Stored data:
'''

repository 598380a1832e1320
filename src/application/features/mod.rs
pub mod efficiency_ratio;
pub mod feature_builder;

pub use efficiency_ratio::{mean_efficiency_ratio, rolling_efficiency_ratio};
pub use feature_builder::FeatureBuilder;
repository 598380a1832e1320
use crate::domain::clustering::family::ClusteringFamily;
use serde::{Deserialize, Serialize};
use std::collections::BTreeMap;
use std::fmt;

/// How the cluster count was obtained.
#[derive(Debug, Clone, Copy, PartialEq, Eq, Serialize, Deserialize)]
pub enum SelectionMethod {
    /// Caller pinned the count; no sweep ran.
    Fixed,
    /// Knee of the inertia-vs-k curve.
    InertiaKnee,
    /// Minimum Akaike information criterion.
    MinimumAic,
    /// Minimum Bayesian information criterion.
    MinimumBic,
    /// Minimum discrete second difference of the WCSS-vs-k curve.
    WcssSecondDifference,
}

#[derive(Debug, Clone, Copy, PartialEq, Eq, Serialize, Deserialize)]
pub enum DegradedReason {
    /// The score curve has no detectable knee.
    NoElbowDetected,
    /// Every candidate scored the same.
    AllScoresTied,
    /// Too few candidate counts to evaluate the criterion.
    TooFewCandidates,
}

impl fmt::Display for DegradedReason {
    fn fmt(&self, f: &mut fmt::Formatter<'_>) -> fmt::Result {
        match self {
            DegradedReason::NoElbowDetected => write!(f, "no elbow detected"),
            DegradedReason::AllScoresTied => write!(f, "all scores tied"),
            DegradedReason::TooFewCandidates => write!(f, "too few candidates"),
        }
    }
}

#[derive(Debug, Clone, Copy, PartialEq, Eq, Serialize, Deserialize)]
pub enum SelectionConfidence {
    Confident,
    /// A valid count was returned but the criterion could not discriminate.
    Degraded(DegradedReason),
}

/// Outcome of the cluster-count selector.
#[derive(Debug, Clone, PartialEq, Serialize, Deserialize)]
pub struct CountSelection {
    pub family: ClusteringFamily,
    pub count: usize,
    pub method: SelectionMethod,
    /// Score per candidate count, keyed by count. Empty for fixed counts.
    pub scores: BTreeMap<usize, f64>,
    pub confidence: SelectionConfidence,
}

impl CountSelection {
    pub fn fixed(family: ClusteringFamily, count: usize) -> Self {
        Self {
            family,
            count,
            method: SelectionMethod::Fixed,
            scores: BTreeMap::new(),
            confidence: SelectionConfidence::Confident,
        }
    }

    pub fn is_degraded(&self) -> bool {
        matches!(self.confidence, SelectionConfidence::Degraded(_))
    }
}

#[cfg(test)]
mod tests {
    use super::*;

    #[test]
    fn test_fixed_selection_is_confident() {
        let selection = CountSelection::fixed(ClusteringFamily::Mixture, 3);
        assert_eq!(selection.count, 3);
        assert_eq!(selection.method, SelectionMethod::Fixed);
        assert!(selection.scores.is_empty());
        assert!(!selection.is_degraded());
    }
}
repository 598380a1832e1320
pub mod application;
pub mod config;
pub mod domain;
pub mod infrastructure;
pub mod interfaces;
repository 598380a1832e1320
pub mod alignment;
pub mod price_series;

pub use alignment::align_on_common_timestamps;
pub use price_series::{Candle, PricePoint, PriceSeries};
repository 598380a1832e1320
//! Console output and file export for analysis reports.

use crate::application::analysis::AnalysisReport;
use crate::domain::clustering::{CountSelection, SelectionConfidence};
use anyhow::{Context, Result};
use std::fmt::Write as _;
use std::path::Path;

const RULE_WIDTH: usize = 80;
const BAR_WIDTH: usize = 40;

/// Prints and exports [`AnalysisReport`]s.
pub struct AnalysisReporter {
    output_dir: String,
}

impl AnalysisReporter {
    pub fn new(output_dir: &str) -> Self {
        Self {
            output_dir: output_dir.to_string(),
        }
    }

    /// Prints the header banner for an analysis run.
    pub fn print_header(&self, source: &str, instruments: usize, periods: (usize, usize), family: &str) {
        println!("{}", "=".repeat(RULE_WIDTH));
        println!("📈 EFFICIENCY RATIO CLUSTERING");
        println!("{}", "=".repeat(RULE_WIDTH));
        println!("Source:       {}", source);
        println!("Instruments:  {}", instruments);
        println!("Lengths:      [{}, {})", periods.0, periods.1);
        println!("Family:       {}", family);
        println!("{}", "=".repeat(RULE_WIDTH));
    }

    pub fn print_report(&self, report: &AnalysisReport) {
        print!("{}", Self::render_selection(&report.selection));
        print!("{}", Self::render_assignment(report));
        print!("{}", Self::render_summaries(report));
        print!("{}", Self::render_bar_chart(report));

        if !report.excluded_symbols.is_empty() {
            println!(
                "\n⚠️  Excluded (insufficient history): {}",
                report.excluded_symbols.join(", ")
            );
        }
        for column in &report.degenerate_columns {
            println!("⚠️  Constant feature column {} = {}", column.label, column.value);
        }
    }

    pub fn render_selection(selection: &CountSelection) -> String {
        let mut out = String::new();
        let _ = writeln!(out, "\n🔢 Cluster count: {} ({:?})", selection.count, selection.method);
        if let SelectionConfidence::Degraded(reason) = selection.confidence {
            let _ = writeln!(out, "   ⚠️  Degraded selection: {}", reason);
        }
        if !selection.scores.is_empty() {
            let _ = writeln!(out, "   {:>4} | {:>14}", "k", "score");
            for (k, score) in &selection.scores {
                let marker = if *k == selection.count { " <" } else { "" };
                let _ = writeln!(out, "   {:>4} | {:>14.6}{}", k, score, marker);
            }
        }
        out
    }

    /// Instruments by ascending mean ratio.
    pub fn render_assignment(report: &AnalysisReport) -> String {
        let mut out = String::new();
        let _ = writeln!(out, "\n{}", "=".repeat(RULE_WIDTH));
        let _ = writeln!(out, "{:<16} | {:>12} | {:>8}", "Instrument", "Mean ER", "Cluster");
        let _ = writeln!(out, "{}", "-".repeat(RULE_WIDTH));
        for row in report.assignment.sorted_by_mean_ratio() {
            let _ = writeln!(
                out,
                "{:<16} | {:>12.5} | {:>8}",
                row.symbol, row.mean_efficiency_ratio, row.cluster_label
            );
        }
        let _ = writeln!(out, "{}", "=".repeat(RULE_WIDTH));
        out
    }

    pub fn render_summaries(report: &AnalysisReport) -> String {
        let mut out = String::new();
        let _ = writeln!(
            out,
            "\n{:<8} | {:>7} | {:>9} | {:>9} | {:>9} | {:>9}",
            "Cluster", "Members", "Mean", "StdDev", "Min", "Max"
        );
        let _ = writeln!(out, "{}", "-".repeat(RULE_WIDTH));
        for summary in report.summaries() {
            let _ = writeln!(
                out,
                "{:<8} | {:>7} | {:>9.5} | {:>9.5} | {:>9.5} | {:>9.5}",
                summary.cluster_label,
                summary.members.len(),
                summary.mean_efficiency_ratio,
                summary.std_dev,
                summary.min,
                summary.max
            );
        }
        out
    }

    /// Horizontal bars of each instrument's mean ratio, tagged by cluster.
    pub fn render_bar_chart(report: &AnalysisReport) -> String {
        let mut out = String::new();
        let _ = writeln!(out, "\n📊 Mean efficiency ratio by instrument");
        for row in report.assignment.sorted_by_mean_ratio() {
            let filled = (row.mean_efficiency_ratio.clamp(0.0, 1.0) * BAR_WIDTH as f64).round() as usize;
            let _ = writeln!(
                out,
                "{:<16} [C{}] {:<width$} {:.3}",
                row.symbol,
                row.cluster_label,
                "█".repeat(filled),
                row.mean_efficiency_ratio,
                width = BAR_WIDTH
            );
        }
        out
    }

    fn resolve(&self, filename: &str) -> String {
        if filename.contains('/') || filename.contains('\\') {
            filename.to_string()
        } else {
            format!("{}/{}", self.output_dir, filename)
        }
    }

    fn ensure_parent(path: &str) -> Result<()> {
        if let Some(parent) = Path::new(path).parent() {
            std::fs::create_dir_all(parent)
                .context(format!("Failed to create directory: {:?}", parent))?;
        }
        Ok(())
    }

    /// Writes the whole report as pretty JSON.
    pub fn export_json(&self, report: &AnalysisReport, filename: &str) -> Result<String> {
        let output_path = self.resolve(filename);
        Self::ensure_parent(&output_path)?;

        let json = serde_json::to_string_pretty(report).context("Failed to serialize report to JSON")?;
        std::fs::write(&output_path, json)
            .context(format!("Failed to write report to {}", output_path))?;

        println!("💾 Report saved to: {}", output_path);
        Ok(output_path)
    }

    /// Writes the `instrument,mean_efficiency_ratio,cluster_label` table.
    pub fn export_csv(&self, report: &AnalysisReport, filename: &str) -> Result<String> {
        let output_path = self.resolve(filename);
        Self::ensure_parent(&output_path)?;

        let file = std::fs::File::create(&output_path)
            .context(format!("Failed to create {}", output_path))?;
        Self::write_csv(report, file)?;

        println!("💾 Assignment saved to: {}", output_path);
        Ok(output_path)
    }

    pub fn write_csv<W: std::io::Write>(report: &AnalysisReport, writer: W) -> Result<()> {
        let mut wtr = csv::WriterBuilder::new().from_writer(writer);
        wtr.write_record(["instrument", "mean_efficiency_ratio", "cluster_label"])?;
        for row in report.assignment.rows() {
            wtr.write_record([
                row.symbol.clone(),
                format!("{:.5}", row.mean_efficiency_ratio),
                row.cluster_label.to_string(),
            ])?;
        }
        wtr.flush().context("Failed to flush CSV writer")?;
        Ok(())
    }
}

impl Default for AnalysisReporter {
    fn default() -> Self {
        Self::new(".")
    }
}
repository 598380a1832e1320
//! Analysis parameters from environment variables.
//!
//! Unset variables fall back to the documented defaults; a variable that is
//! set but cannot be parsed is an error.

use crate::application::analysis::AnalysisConfig;
use crate::application::clustering::{ClusteringConfig, DEFAULT_SEED};
use crate::domain::clustering::{ClusteringFamily, InformationCriterion};
use crate::domain::features::DegenerateColumnPolicy;
use anyhow::{Result, anyhow};
use std::env;
use std::fmt::Display;
use std::str::FromStr;

#[derive(Debug, Clone, PartialEq)]
pub struct AnalysisEnvConfig {
    pub init_period: usize,
    pub end_period: usize,
    pub family: ClusteringFamily,
    pub fixed_count: Option<usize>,
    pub max_count: usize,
    pub seed: u64,
    pub criterion: InformationCriterion,
    pub degenerate_policy: DegenerateColumnPolicy,
    pub align_timestamps: bool,
}

impl Default for AnalysisEnvConfig {
    fn default() -> Self {
        let analysis = AnalysisConfig::default();
        Self {
            init_period: analysis.init_period,
            end_period: analysis.end_period,
            family: analysis.clustering.family,
            fixed_count: analysis.clustering.fixed_count,
            max_count: analysis.clustering.max_count,
            seed: DEFAULT_SEED,
            criterion: analysis.clustering.criterion,
            degenerate_policy: analysis.degenerate_policy,
            align_timestamps: analysis.align_timestamps,
        }
    }
}

impl AnalysisEnvConfig {
    pub fn from_env() -> Result<Self> {
        Self::from_lookup(|key| env::var(key).ok())
    }

    /// Same as [`from_env`](Self::from_env) with an arbitrary variable source.
    pub fn from_lookup<F>(lookup: F) -> Result<Self>
    where
        F: Fn(&str) -> Option<String>,
    {
        let defaults = Self::default();

        let fixed_count = match lookup("CLUSTER_COUNT") {
            Some(raw) if !raw.trim().is_empty() => Some(parse_value("CLUSTER_COUNT", &raw)?),
            _ => None,
        };

        let align_timestamps = match lookup("ALIGN_TIMESTAMPS") {
            Some(raw) => parse_bool("ALIGN_TIMESTAMPS", &raw)?,
            None => defaults.align_timestamps,
        };

        Ok(Self {
            init_period: parse_or(&lookup, "ER_INIT_PERIOD", defaults.init_period)?,
            end_period: parse_or(&lookup, "ER_END_PERIOD", defaults.end_period)?,
            family: parse_or(&lookup, "CLUSTER_FAMILY", defaults.family)?,
            fixed_count,
            max_count: parse_or(&lookup, "CLUSTER_MAX_COUNT", defaults.max_count)?,
            seed: parse_or(&lookup, "CLUSTER_SEED", defaults.seed)?,
            criterion: parse_or(&lookup, "GMM_CRITERION", defaults.criterion)?,
            degenerate_policy: parse_or(
                &lookup,
                "DEGENERATE_COLUMN_POLICY",
                defaults.degenerate_policy,
            )?,
            align_timestamps,
        })
    }

    pub fn to_analysis_config(&self) -> AnalysisConfig {
        let mut clustering = ClusteringConfig::for_family(self.family)
            .with_max_count(self.max_count)
            .with_seed(self.seed)
            .with_criterion(self.criterion);
        clustering.fixed_count = self.fixed_count;

        AnalysisConfig {
            init_period: self.init_period,
            end_period: self.end_period,
            clustering,
            degenerate_policy: self.degenerate_policy,
            align_timestamps: self.align_timestamps,
        }
    }
}

fn parse_value<T>(key: &str, raw: &str) -> Result<T>
where
    T: FromStr,
    T::Err: Display,
{
    raw.trim()
        .parse::<T>()
        .map_err(|e| anyhow!("Failed to parse {}='{}': {}", key, raw, e))
}

fn parse_or<T, F>(lookup: &F, key: &str, default: T) -> Result<T>
where
    T: FromStr,
    T::Err: Display,
    F: Fn(&str) -> Option<String>,
{
    match lookup(key) {
        Some(raw) => parse_value(key, &raw),
        None => Ok(default),
    }
}

fn parse_bool(key: &str, raw: &str) -> Result<bool> {
    match raw.trim().to_lowercase().as_str() {
        "1" | "true" | "yes" | "on" => Ok(true),
        "0" | "false" | "no" | "off" => Ok(false),
        _ => Err(anyhow!(
            "Failed to parse {}='{}': expected true or false",
            key,
            raw
        )),
    }
}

'''

With the line holding "export_csv(&self, report: &AnalysisReport, filename: &str)" as the first and the line holding "Self::write_csv(report, file)?;" as the last, set down that range of the entries above exactly, and nothing else.

ANSWER AREA:
    pub fn export_csv(&self, report: &AnalysisReport, filename: &str) -> Result<String> {
        let output_path = self.resolve(filename);
        Self::ensure_parent(&output_path)?;

        let file = std::fs::File::create(&output_path)
            .context(format!("Failed to create {}", output_path))?;
        Self::write_csv(report, file)?;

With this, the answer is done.